Analis dan pejabat membandingkan membandingkan konflik kali ini dengan perang selama satu bulan antara Israel dan gerilyawan Hizbullah di Lebanon pada musim panas tahun 2006 dan konflik Gaza tahun 2009 dan 2012 silam. Ketika itu, ekonomi setempat jatuh namun dengan cepat kembali pulih, kecuali di sektor pariwisata.
Kali ini Bank sentral memperhitungkan konflik akan menekan setengah persen poin dari pertumbuhan ekonomi tahun ini.
“Akan ada biaya tapi tidak menimbulkan bencana,” ujar konsultan ekonomi dan keuangan Barry Topf sekaligus penasihat mantan gubernur Bank of Israel Stanley Fischer yang dilansir Asian Age, Rabu (30/7).
“Itu bisa diatasi tetapi Anda perlu kebijakan ekonomi yang baik,” tambahnya.
Meski begitu Israel tidak bisa berpuas diri akan pemulihan yang secara otomotis. Karena beberapa investor mungkin saja menolak berinvestasi di negara dengan serangan roket.

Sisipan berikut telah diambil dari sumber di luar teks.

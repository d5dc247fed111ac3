use std::collections::HashMap;
use std::sync::{Arc, Mutex, RwLock};

use chrono::{DateTime, Duration, Utc};
use serde::{Deserialize, Serialize};
use thiserror::Error;
use tracing::debug;

use medipaw_catalog::ProductId;
use medipaw_core::AggregateId;

/// Reservations outstanding longer than this are swept back to available
/// stock (abandoned checkouts must not lock stock forever).
pub const DEFAULT_RESERVATION_TTL_MINUTES: i64 = 15;

/// Identifier of a stock reservation.
#[derive(Debug, Copy, Clone, PartialEq, Eq, Hash, Serialize, Deserialize)]
#[serde(transparent)]
pub struct ReservationId(pub AggregateId);

impl ReservationId {
    pub fn new(id: AggregateId) -> Self {
        Self(id)
    }
}

impl core::fmt::Display for ReservationId {
    fn fmt(&self, f: &mut core::fmt::Formatter<'_>) -> core::fmt::Result {
        core::fmt::Display::fmt(&self.0, f)
    }
}

#[derive(Debug, Clone, Copy, PartialEq, Eq)]
enum HoldState {
    Reserved,
    Committed,
    Released,
}

/// Ephemeral hold on stock, tied to one order line.
///
/// Exists only between payment confirmation and finalize/release; not a
/// long-lived persisted entity.
#[derive(Debug, Clone)]
pub struct StockReservation {
    pub id: ReservationId,
    pub product_id: ProductId,
    pub order_id: AggregateId,
    pub quantity: u32,
    pub expires_at: DateTime<Utc>,
    state: HoldState,
}

#[derive(Debug, Error, Clone, PartialEq, Eq)]
pub enum LedgerError {
    #[error("insufficient stock for product {product_id}: requested {requested}, available {available}")]
    InsufficientStock {
        product_id: ProductId,
        requested: u32,
        available: i64,
    },

    #[error("unknown product: {0}")]
    UnknownProduct(ProductId),

    #[error("unknown reservation: {0}")]
    UnknownReservation(ReservationId),

    #[error("reservation {0} was already released; cannot commit it")]
    AlreadyReleased(ReservationId),

    #[error("reservation {0} was already committed; cannot release it")]
    AlreadyCommitted(ReservationId),

    #[error("quantity must be at least 1")]
    InvalidQuantity,
}

impl LedgerError {
    pub fn is_insufficient_stock(&self) -> bool {
        matches!(self, Self::InsufficientStock { .. })
    }
}

/// Per-product stock counts with atomic reserve/commit/release.
///
/// Each product's available count lives behind its own mutex, so reservations
/// against different products never contend. The check-and-decrement in
/// `reserve` happens under the product lock, which is what keeps two
/// concurrent reservations from both taking the last unit.
#[derive(Debug)]
pub struct InventoryLedger {
    stocks: RwLock<HashMap<ProductId, Arc<Mutex<i64>>>>,
    reservations: Mutex<HashMap<ReservationId, StockReservation>>,
    reservation_ttl: Duration,
}

impl InventoryLedger {
    pub fn new(reservation_ttl: Duration) -> Self {
        Self {
            stocks: RwLock::new(HashMap::new()),
            reservations: Mutex::new(HashMap::new()),
            reservation_ttl,
        }
    }

    pub fn with_default_ttl() -> Self {
        Self::new(Duration::minutes(DEFAULT_RESERVATION_TTL_MINUTES))
    }

    /// Set the available count for a product (initial seeding or restock).
    pub fn seed(&self, product_id: ProductId, quantity: u32) {
        let mut stocks = self.stocks.write().unwrap_or_else(|e| e.into_inner());
        let cell = stocks.entry(product_id).or_default();
        *cell.lock().unwrap_or_else(|e| e.into_inner()) = i64::from(quantity);
    }

    pub fn available(&self, product_id: ProductId) -> Option<i64> {
        let stocks = self.stocks.read().unwrap_or_else(|e| e.into_inner());
        stocks
            .get(&product_id)
            .map(|cell| *cell.lock().unwrap_or_else(|e| e.into_inner()))
    }

    fn stock_cell(&self, product_id: ProductId) -> Result<Arc<Mutex<i64>>, LedgerError> {
        let stocks = self.stocks.read().unwrap_or_else(|e| e.into_inner());
        stocks
            .get(&product_id)
            .cloned()
            .ok_or(LedgerError::UnknownProduct(product_id))
    }

    /// Atomically take `quantity` units of `product_id` for `order_id`.
    ///
    /// The stock read and the decrement happen under the product's lock, so
    /// concurrent reservations never both succeed beyond available stock.
    pub fn reserve(
        &self,
        product_id: ProductId,
        order_id: AggregateId,
        quantity: u32,
        now: DateTime<Utc>,
    ) -> Result<ReservationId, LedgerError> {
        if quantity == 0 {
            return Err(LedgerError::InvalidQuantity);
        }

        let cell = self.stock_cell(product_id)?;
        {
            let mut available = cell.lock().unwrap_or_else(|e| e.into_inner());
            if *available < i64::from(quantity) {
                return Err(LedgerError::InsufficientStock {
                    product_id,
                    requested: quantity,
                    available: *available,
                });
            }
            *available -= i64::from(quantity);
        }

        let id = ReservationId::new(AggregateId::new());
        let reservation = StockReservation {
            id,
            product_id,
            order_id,
            quantity,
            expires_at: now + self.reservation_ttl,
            state: HoldState::Reserved,
        };
        self.reservations
            .lock()
            .unwrap_or_else(|e| e.into_inner())
            .insert(id, reservation);

        debug!(%product_id, %order_id, quantity, "stock reserved");
        Ok(id)
    }

    /// Reserve every line of an order, all-or-nothing.
    ///
    /// Lines are processed in sorted product-id order so that two orders
    /// reserving overlapping product sets always take products in the same
    /// global order. On any `InsufficientStock` the holds already taken for
    /// this order are released before the error is returned.
    pub fn reserve_all(
        &self,
        order_id: AggregateId,
        lines: &[(ProductId, u32)],
        now: DateTime<Utc>,
    ) -> Result<Vec<ReservationId>, LedgerError> {
        let mut sorted: Vec<(ProductId, u32)> = lines.to_vec();
        sorted.sort_by_key(|(product_id, _)| *product_id);

        let mut taken = Vec::with_capacity(sorted.len());
        for (product_id, quantity) in sorted {
            match self.reserve(product_id, order_id, quantity, now) {
                Ok(id) => taken.push(id),
                Err(err) => {
                    for id in taken {
                        // Fresh holds by this call; release cannot fail on them.
                        let _ = self.release(id);
                    }
                    return Err(err);
                }
            }
        }
        Ok(taken)
    }

    /// Convert a reservation into a permanent decrement.
    ///
    /// Idempotent: the reservation is consumed on first commit; a second
    /// commit is a no-op that returns the prior result.
    pub fn commit(&self, reservation_id: ReservationId) -> Result<(), LedgerError> {
        let mut reservations = self.reservations.lock().unwrap_or_else(|e| e.into_inner());
        let reservation = reservations
            .get_mut(&reservation_id)
            .ok_or(LedgerError::UnknownReservation(reservation_id))?;

        match reservation.state {
            HoldState::Reserved => {
                reservation.state = HoldState::Committed;
                Ok(())
            }
            HoldState::Committed => Ok(()),
            HoldState::Released => Err(LedgerError::AlreadyReleased(reservation_id)),
        }
    }

    /// Return a reservation's quantity to available stock. Idempotent.
    pub fn release(&self, reservation_id: ReservationId) -> Result<(), LedgerError> {
        let (product_id, quantity) = {
            let mut reservations = self.reservations.lock().unwrap_or_else(|e| e.into_inner());
            let reservation = reservations
                .get_mut(&reservation_id)
                .ok_or(LedgerError::UnknownReservation(reservation_id))?;

            match reservation.state {
                HoldState::Reserved => {
                    reservation.state = HoldState::Released;
                    (reservation.product_id, reservation.quantity)
                }
                HoldState::Released => return Ok(()),
                HoldState::Committed => {
                    return Err(LedgerError::AlreadyCommitted(reservation_id));
                }
            }
        };

        let cell = self.stock_cell(product_id)?;
        *cell.lock().unwrap_or_else(|e| e.into_inner()) += i64::from(quantity);

        debug!(%product_id, quantity, "reservation released");
        Ok(())
    }

    /// Commit every outstanding hold of one order. Idempotent per hold.
    pub fn commit_for_order(&self, order_id: AggregateId) -> Result<usize, LedgerError> {
        let ids = self.reservation_ids_for(order_id, HoldState::Reserved);
        for id in &ids {
            self.commit(*id)?;
        }
        Ok(ids.len())
    }

    /// Release every outstanding hold of one order. Returns how many were released.
    pub fn release_for_order(&self, order_id: AggregateId) -> usize {
        let ids = self.reservation_ids_for(order_id, HoldState::Reserved);
        let mut released = 0;
        for id in &ids {
            if self.release(*id).is_ok() {
                released += 1;
            }
        }
        released
    }

    /// Holds still outstanding (reserved, not yet committed or released).
    pub fn outstanding_for_order(&self, order_id: AggregateId) -> usize {
        self.reservation_ids_for(order_id, HoldState::Reserved).len()
    }

    /// Holds already converted into permanent decrements.
    pub fn committed_for_order(&self, order_id: AggregateId) -> usize {
        self.reservation_ids_for(order_id, HoldState::Committed).len()
    }

    fn reservation_ids_for(&self, order_id: AggregateId, state: HoldState) -> Vec<ReservationId> {
        let reservations = self.reservations.lock().unwrap_or_else(|e| e.into_inner());
        reservations
            .values()
            .filter(|r| r.order_id == order_id && r.state == state)
            .map(|r| r.id)
            .collect()
    }

    /// Sweep: release all holds past their expiry, and drop terminal records
    /// that are at least one TTL past expiry (so the map does not grow
    /// without bound). Returns the reservations that were released.
    pub fn release_expired(&self, now: DateTime<Utc>) -> Vec<StockReservation> {
        let expired: Vec<StockReservation> = {
            let reservations = self.reservations.lock().unwrap_or_else(|e| e.into_inner());
            reservations
                .values()
                .filter(|r| r.state == HoldState::Reserved && r.expires_at <= now)
                .cloned()
                .collect()
        };

        for reservation in &expired {
            let _ = self.release(reservation.id);
            debug!(
                reservation_id = %reservation.id,
                order_id = %reservation.order_id,
                "expired reservation released"
            );
        }

        let prune_before = now - self.reservation_ttl;
        let mut reservations = self.reservations.lock().unwrap_or_else(|e| e.into_inner());
        reservations
            .retain(|_, r| r.state == HoldState::Reserved || r.expires_at > prune_before);

        expired
    }
}


#[cfg(test)]
mod properties {
    use super::*;
    use proptest::prelude::*;

    #[derive(Debug, Clone)]
    enum Step {
        Reserve(u32),
        ReleaseNth(usize),
        CommitNth(usize),
    }

    fn step_strategy() -> impl Strategy<Value = Step> {
        prop_oneof![
            (1u32..5).prop_map(Step::Reserve),
            (0usize..16).prop_map(Step::ReleaseNth),
            (0usize..16).prop_map(Step::CommitNth),
        ]
    }

    proptest! {
        /// available + reserved + committed always equals the seeded count,
        /// and available never goes negative, whatever the interleaving.
        #[test]
        fn stock_is_conserved(initial in 1u32..50, steps in prop::collection::vec(step_strategy(), 1..40)) {
            let ledger = InventoryLedger::with_default_ttl();
            let product = ProductId::new(AggregateId::new());
            let order = AggregateId::new();
            ledger.seed(product, initial);

            let mut holds: Vec<(ReservationId, u32)> = Vec::new();
            let mut reserved: i64 = 0;
            let mut committed: i64 = 0;

            for step in steps {
                match step {
                    Step::Reserve(qty) => {
                        if let Ok(id) = ledger.reserve(product, order, qty, Utc::now()) {
                            holds.push((id, qty));
                            reserved += i64::from(qty);
                        }
                    }
                    Step::ReleaseNth(n) => {
                        if !holds.is_empty() {
                            let (id, qty) = holds[n % holds.len()];
                            if ledger.release(id).is_ok() {
                                holds.retain(|(h, _)| *h != id);
                                reserved -= i64::from(qty);
                            }
                        }
                    }
                    Step::CommitNth(n) => {
                        if !holds.is_empty() {
                            let (id, qty) = holds[n % holds.len()];
                            if ledger.commit(id).is_ok() {
                                holds.retain(|(h, _)| *h != id);
                                reserved -= i64::from(qty);
                                committed += i64::from(qty);
                            }
                        }
                    }
                }

                let available = ledger.available(product).unwrap();
                prop_assert!(available >= 0);
                prop_assert_eq!(available + reserved + committed, i64::from(initial));
            }
        }

        /// Releasing and re-reserving the same quantity lands back on the
        /// same available count.
        #[test]
        fn release_then_rereserve_is_idempotent(initial in 1u32..50, qty in 1u32..10) {
            prop_assume!(qty <= initial);

            let ledger = InventoryLedger::with_default_ttl();
            let product = ProductId::new(AggregateId::new());
            let order = AggregateId::new();
            ledger.seed(product, initial);

            let before = ledger.available(product).unwrap();
            let id = ledger.reserve(product, order, qty, Utc::now()).unwrap();
            ledger.release(id).unwrap();
            prop_assert_eq!(ledger.available(product).unwrap(), before);

            let id2 = ledger.reserve(product, order, qty, Utc::now()).unwrap();
            prop_assert_eq!(ledger.available(product).unwrap(), before - i64::from(qty));
            ledger.release(id2).unwrap();
            prop_assert_eq!(ledger.available(product).unwrap(), before);
        }
    }
}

The Bank of Israel memotong suku bunga acuan menjadi 0,5 persen pada hari Senin dari sebelumnya 0,75 persen untuk mengimbangi kerugian ekonomi akibat konflik.
Bank Sentral mengungkapkan terlalu dini untuk mengukur dampak ekonomi karena konflik terbaru ini. “Tetapi dari sejarah sebelumnya dampak moderat ekonominya sampai 0,5 persen dari PDB,” ujarnya.